Collected data:
####
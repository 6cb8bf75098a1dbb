// Copyright 2025 the Servicemap Authors
// SPDX-License-Identifier: Apache-2.0 OR MIT

//! Fixtures shared by the session tests.

use serde_json::{Map, json};
use servicemap_geo::{Feature, FeatureCollection, Geometry, LngLat};
use servicemap_render::HeadlessEngine;
use servicemap_selection::ZipCommand;
use tokio::sync::mpsc;

use crate::config::MapConfig;
use crate::map::ServiceAreaMap;
use crate::search::{SearchCriteria, SearchMap, SearchResult};

/// Latitude band every fixture city sits in.
const SOUTH: f64 = 44.0;
const NORTH: f64 = 45.0;

fn rect(x0: f64, x1: f64) -> Geometry {
    Geometry::polygon(&[(x0, SOUTH), (x1, SOUTH), (x1, NORTH), (x0, NORTH)])
}

/// A city whose postal codes are unit-wide strips starting at `west`.
pub(crate) fn city(name: &str, state: &str, west: f64, zips: &[&str]) -> SearchResult {
    let mut features = Vec::new();
    let mut east = west;
    for zip in zips {
        let mut props = Map::new();
        props.insert("ZCTA5CE10".into(), json!(zip));
        features.push(Feature::new(Some(rect(east, east + 1.0)), props));
        east += 1.0;
    }
    let mut place_props = Map::new();
    place_props.insert("NAME".into(), json!(name));
    SearchResult {
        search_criteria: SearchCriteria::new(name, state),
        zips: zips.iter().map(|z| (*z).to_owned()).collect(),
        map: SearchMap {
            place: Feature::new(Some(rect(west, east)), place_props),
            included_zctas: FeatureCollection::new(features),
        },
        coverage_stats: None,
    }
}

/// Minneapolis, MN with 55401..55403 at lng -94..-91.
pub(crate) fn minneapolis() -> SearchResult {
    city("Minneapolis", "MN", -94.0, &["55401", "55402", "55403"])
}

/// Edina, MN with 55424 and 55435 at lng -90..-88.
pub(crate) fn edina() -> SearchResult {
    city("Edina", "MN", -90.0, &["55424", "55435"])
}

/// A point inside the strip of the `index`th postal code of a city at `west`.
pub(crate) fn inside(west: f64, index: u32) -> LngLat {
    LngLat::new(west + f64::from(index) + 0.5, (SOUTH + NORTH) / 2.0)
}

/// A mounted map whose readiness has not been reported.
pub(crate) fn mounted() -> (ServiceAreaMap<HeadlessEngine>, mpsc::UnboundedReceiver<ZipCommand>) {
    servicemap_log::test();
    let (mut map, rx) = ServiceAreaMap::new(HeadlessEngine::new(), MapConfig::default());
    assert!(map.mount("map"), "first mount creates the map");
    (map, rx)
}

/// A mounted map that is ready for layers.
pub(crate) fn ready() -> (ServiceAreaMap<HeadlessEngine>, mpsc::UnboundedReceiver<ZipCommand>) {
    let (map, rx) = mounted();
    let signal = map.readiness_signal();
    signal.mark_loaded();
    signal.mark_style_loaded();
    (map, rx)
}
####
- **WORK INSTRUCTION**: Match on "into": copy every line in the records that has it.

- **EXERCISE OUTPUT**:
        props.insert("ZCTA5CE10".into(), json!(zip));
    place_props.insert("NAME".into(), json!(name));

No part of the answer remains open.